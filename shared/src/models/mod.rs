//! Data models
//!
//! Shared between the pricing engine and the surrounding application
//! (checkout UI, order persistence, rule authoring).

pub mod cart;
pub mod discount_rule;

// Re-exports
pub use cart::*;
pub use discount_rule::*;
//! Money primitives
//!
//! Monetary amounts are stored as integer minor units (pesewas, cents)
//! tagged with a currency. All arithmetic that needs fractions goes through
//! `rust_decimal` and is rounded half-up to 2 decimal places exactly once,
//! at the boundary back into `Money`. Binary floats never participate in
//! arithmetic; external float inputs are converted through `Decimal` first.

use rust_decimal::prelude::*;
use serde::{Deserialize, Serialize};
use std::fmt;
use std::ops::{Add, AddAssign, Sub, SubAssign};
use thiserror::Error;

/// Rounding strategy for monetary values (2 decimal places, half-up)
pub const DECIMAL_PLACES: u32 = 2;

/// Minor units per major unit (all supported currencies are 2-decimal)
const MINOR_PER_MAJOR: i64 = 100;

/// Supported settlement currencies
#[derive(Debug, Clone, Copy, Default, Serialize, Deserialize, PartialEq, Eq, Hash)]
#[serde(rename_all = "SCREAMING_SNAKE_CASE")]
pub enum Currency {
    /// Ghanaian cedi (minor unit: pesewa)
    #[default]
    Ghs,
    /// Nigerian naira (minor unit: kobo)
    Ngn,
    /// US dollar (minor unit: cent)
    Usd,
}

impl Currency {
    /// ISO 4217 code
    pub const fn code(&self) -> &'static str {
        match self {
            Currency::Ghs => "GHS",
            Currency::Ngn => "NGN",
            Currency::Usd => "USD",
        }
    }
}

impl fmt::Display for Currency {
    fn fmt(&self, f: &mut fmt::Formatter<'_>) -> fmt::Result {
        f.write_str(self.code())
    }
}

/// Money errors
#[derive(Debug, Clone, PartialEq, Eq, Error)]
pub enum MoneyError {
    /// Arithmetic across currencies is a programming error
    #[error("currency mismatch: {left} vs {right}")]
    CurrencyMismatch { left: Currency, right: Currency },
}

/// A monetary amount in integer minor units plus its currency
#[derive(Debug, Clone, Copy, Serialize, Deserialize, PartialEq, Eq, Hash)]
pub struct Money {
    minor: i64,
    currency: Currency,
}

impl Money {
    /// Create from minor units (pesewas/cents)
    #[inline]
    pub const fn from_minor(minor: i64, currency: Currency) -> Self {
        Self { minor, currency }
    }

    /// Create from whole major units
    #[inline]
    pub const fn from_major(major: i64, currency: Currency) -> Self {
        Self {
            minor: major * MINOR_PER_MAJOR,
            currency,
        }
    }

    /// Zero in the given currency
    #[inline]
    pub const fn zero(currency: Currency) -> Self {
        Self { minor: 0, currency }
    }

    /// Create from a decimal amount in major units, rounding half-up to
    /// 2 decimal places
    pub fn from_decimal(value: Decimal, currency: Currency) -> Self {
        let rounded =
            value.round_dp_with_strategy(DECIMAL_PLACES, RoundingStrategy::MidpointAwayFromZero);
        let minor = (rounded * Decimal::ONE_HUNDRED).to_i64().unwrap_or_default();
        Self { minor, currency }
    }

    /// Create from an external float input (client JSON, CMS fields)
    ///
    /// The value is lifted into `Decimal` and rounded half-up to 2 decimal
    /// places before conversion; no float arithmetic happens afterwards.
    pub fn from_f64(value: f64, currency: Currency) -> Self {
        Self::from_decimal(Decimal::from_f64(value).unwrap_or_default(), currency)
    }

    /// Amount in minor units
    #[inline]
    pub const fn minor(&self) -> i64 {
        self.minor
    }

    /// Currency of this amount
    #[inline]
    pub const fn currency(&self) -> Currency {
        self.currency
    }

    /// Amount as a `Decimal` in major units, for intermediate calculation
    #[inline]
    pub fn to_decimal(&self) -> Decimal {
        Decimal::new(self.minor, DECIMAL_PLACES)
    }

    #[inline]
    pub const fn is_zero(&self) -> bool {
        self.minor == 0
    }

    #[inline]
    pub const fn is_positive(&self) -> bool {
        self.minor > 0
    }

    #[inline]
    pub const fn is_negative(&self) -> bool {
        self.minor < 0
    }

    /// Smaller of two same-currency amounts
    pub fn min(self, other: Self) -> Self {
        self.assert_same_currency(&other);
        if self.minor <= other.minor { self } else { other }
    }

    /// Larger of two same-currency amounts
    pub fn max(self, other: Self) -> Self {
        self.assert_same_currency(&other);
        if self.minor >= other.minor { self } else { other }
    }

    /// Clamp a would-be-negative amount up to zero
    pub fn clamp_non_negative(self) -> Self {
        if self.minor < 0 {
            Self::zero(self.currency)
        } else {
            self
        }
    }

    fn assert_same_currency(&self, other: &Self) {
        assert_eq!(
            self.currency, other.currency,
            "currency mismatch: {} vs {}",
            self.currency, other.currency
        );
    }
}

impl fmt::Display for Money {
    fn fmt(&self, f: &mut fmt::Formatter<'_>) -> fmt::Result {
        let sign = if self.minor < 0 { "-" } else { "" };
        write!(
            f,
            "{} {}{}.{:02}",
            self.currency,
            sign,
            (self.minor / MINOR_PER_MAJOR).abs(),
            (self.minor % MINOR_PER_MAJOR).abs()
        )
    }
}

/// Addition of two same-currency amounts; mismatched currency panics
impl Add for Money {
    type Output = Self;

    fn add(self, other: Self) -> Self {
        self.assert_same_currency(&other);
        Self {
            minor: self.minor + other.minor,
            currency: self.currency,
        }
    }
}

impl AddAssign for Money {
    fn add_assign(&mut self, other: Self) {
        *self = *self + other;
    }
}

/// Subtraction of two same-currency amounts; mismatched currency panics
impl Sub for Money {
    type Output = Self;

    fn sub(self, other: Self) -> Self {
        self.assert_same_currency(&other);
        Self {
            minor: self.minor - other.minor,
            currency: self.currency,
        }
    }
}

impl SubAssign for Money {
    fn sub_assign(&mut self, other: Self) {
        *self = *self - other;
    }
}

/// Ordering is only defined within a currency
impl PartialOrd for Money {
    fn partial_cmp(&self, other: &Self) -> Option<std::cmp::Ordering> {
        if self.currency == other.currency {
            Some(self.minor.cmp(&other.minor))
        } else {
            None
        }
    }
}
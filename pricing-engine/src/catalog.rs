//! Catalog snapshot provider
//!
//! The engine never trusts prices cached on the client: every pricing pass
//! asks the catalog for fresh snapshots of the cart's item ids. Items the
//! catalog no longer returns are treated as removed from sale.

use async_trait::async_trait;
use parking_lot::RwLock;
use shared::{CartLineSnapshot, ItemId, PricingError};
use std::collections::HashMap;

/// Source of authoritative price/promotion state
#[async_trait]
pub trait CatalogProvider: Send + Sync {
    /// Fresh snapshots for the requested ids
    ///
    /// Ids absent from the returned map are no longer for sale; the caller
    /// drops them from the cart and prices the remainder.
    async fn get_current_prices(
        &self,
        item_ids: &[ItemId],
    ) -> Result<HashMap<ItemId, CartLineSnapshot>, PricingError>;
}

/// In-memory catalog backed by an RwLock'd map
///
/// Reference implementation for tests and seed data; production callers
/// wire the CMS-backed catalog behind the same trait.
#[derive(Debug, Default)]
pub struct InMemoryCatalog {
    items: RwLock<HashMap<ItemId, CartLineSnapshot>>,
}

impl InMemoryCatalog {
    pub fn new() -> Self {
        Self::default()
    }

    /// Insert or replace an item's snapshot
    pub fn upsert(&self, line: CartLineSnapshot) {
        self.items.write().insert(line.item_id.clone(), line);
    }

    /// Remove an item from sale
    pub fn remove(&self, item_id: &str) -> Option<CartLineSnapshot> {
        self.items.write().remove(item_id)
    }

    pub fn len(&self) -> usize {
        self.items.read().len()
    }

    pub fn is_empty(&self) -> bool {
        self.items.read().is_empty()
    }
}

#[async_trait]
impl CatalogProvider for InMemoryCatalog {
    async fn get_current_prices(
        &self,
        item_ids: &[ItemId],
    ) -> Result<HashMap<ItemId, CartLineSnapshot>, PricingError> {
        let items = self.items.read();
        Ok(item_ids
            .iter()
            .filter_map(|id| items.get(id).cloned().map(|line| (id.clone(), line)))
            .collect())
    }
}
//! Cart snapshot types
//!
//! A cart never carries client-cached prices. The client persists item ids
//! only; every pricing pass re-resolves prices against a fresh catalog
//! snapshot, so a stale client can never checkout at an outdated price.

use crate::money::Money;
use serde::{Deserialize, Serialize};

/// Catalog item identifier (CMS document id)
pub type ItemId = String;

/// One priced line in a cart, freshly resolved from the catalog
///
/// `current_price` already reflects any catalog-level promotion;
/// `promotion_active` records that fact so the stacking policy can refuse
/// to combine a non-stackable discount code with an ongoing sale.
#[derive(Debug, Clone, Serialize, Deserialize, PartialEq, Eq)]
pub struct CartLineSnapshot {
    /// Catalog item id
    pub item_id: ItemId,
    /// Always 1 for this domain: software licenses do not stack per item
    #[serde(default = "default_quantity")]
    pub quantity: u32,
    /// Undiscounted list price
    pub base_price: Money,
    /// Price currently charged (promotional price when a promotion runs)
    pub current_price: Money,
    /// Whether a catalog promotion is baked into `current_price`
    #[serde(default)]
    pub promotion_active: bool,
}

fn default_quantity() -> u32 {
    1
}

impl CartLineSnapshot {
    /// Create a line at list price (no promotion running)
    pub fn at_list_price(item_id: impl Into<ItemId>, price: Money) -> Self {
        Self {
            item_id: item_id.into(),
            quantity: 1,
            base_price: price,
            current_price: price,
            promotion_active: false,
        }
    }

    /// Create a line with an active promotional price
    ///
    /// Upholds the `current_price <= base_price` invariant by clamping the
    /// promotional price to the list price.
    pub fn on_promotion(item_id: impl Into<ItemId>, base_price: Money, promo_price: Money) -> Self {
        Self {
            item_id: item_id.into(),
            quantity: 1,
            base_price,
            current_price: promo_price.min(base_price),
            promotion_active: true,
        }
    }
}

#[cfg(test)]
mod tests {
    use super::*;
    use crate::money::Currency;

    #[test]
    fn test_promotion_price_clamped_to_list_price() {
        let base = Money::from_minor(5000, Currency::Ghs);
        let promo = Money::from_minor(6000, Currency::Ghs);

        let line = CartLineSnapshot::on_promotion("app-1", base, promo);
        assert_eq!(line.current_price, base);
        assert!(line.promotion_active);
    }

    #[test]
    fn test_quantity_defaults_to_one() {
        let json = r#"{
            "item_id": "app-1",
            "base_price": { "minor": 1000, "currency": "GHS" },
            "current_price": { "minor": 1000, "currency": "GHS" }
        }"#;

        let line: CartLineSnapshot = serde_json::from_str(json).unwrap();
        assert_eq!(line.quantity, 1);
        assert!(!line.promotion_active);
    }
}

# AIM OF THE TASK
The lines to extract from the data above begin with the line containing "Default, Serialize, Deserialize, PartialEq, Eq, Hash)]" and end with the line containing "whole major units". Extract them exactly, including both.

# ANSWER AREA
#[derive(Debug, Clone, Copy, Default, Serialize, Deserialize, PartialEq, Eq, Hash)]
#[serde(rename_all = "SCREAMING_SNAKE_CASE")]
pub enum Currency {
    /// Ghanaian cedi (minor unit: pesewa)
    #[default]
    Ghs,
    /// Nigerian naira (minor unit: kobo)
    Ngn,
    /// US dollar (minor unit: cent)
    Usd,
}

impl Currency {
    /// ISO 4217 code
    pub const fn code(&self) -> &'static str {
        match self {
            Currency::Ghs => "GHS",
            Currency::Ngn => "NGN",
            Currency::Usd => "USD",
        }
    }
}

impl fmt::Display for Currency {
    fn fmt(&self, f: &mut fmt::Formatter<'_>) -> fmt::Result {
        f.write_str(self.code())
    }
}

/// Money errors
#[derive(Debug, Clone, PartialEq, Eq, Error)]
pub enum MoneyError {
    /// Arithmetic across currencies is a programming error
    #[error("currency mismatch: {left} vs {right}")]
    CurrencyMismatch { left: Currency, right: Currency },
}

/// A monetary amount in integer minor units plus its currency
#[derive(Debug, Clone, Copy, Serialize, Deserialize, PartialEq, Eq, Hash)]
pub struct Money {
    minor: i64,
    currency: Currency,
}

impl Money {
    /// Create from minor units (pesewas/cents)
    #[inline]
    pub const fn from_minor(minor: i64, currency: Currency) -> Self {
        Self { minor, currency }
    }

    /// Create from whole major units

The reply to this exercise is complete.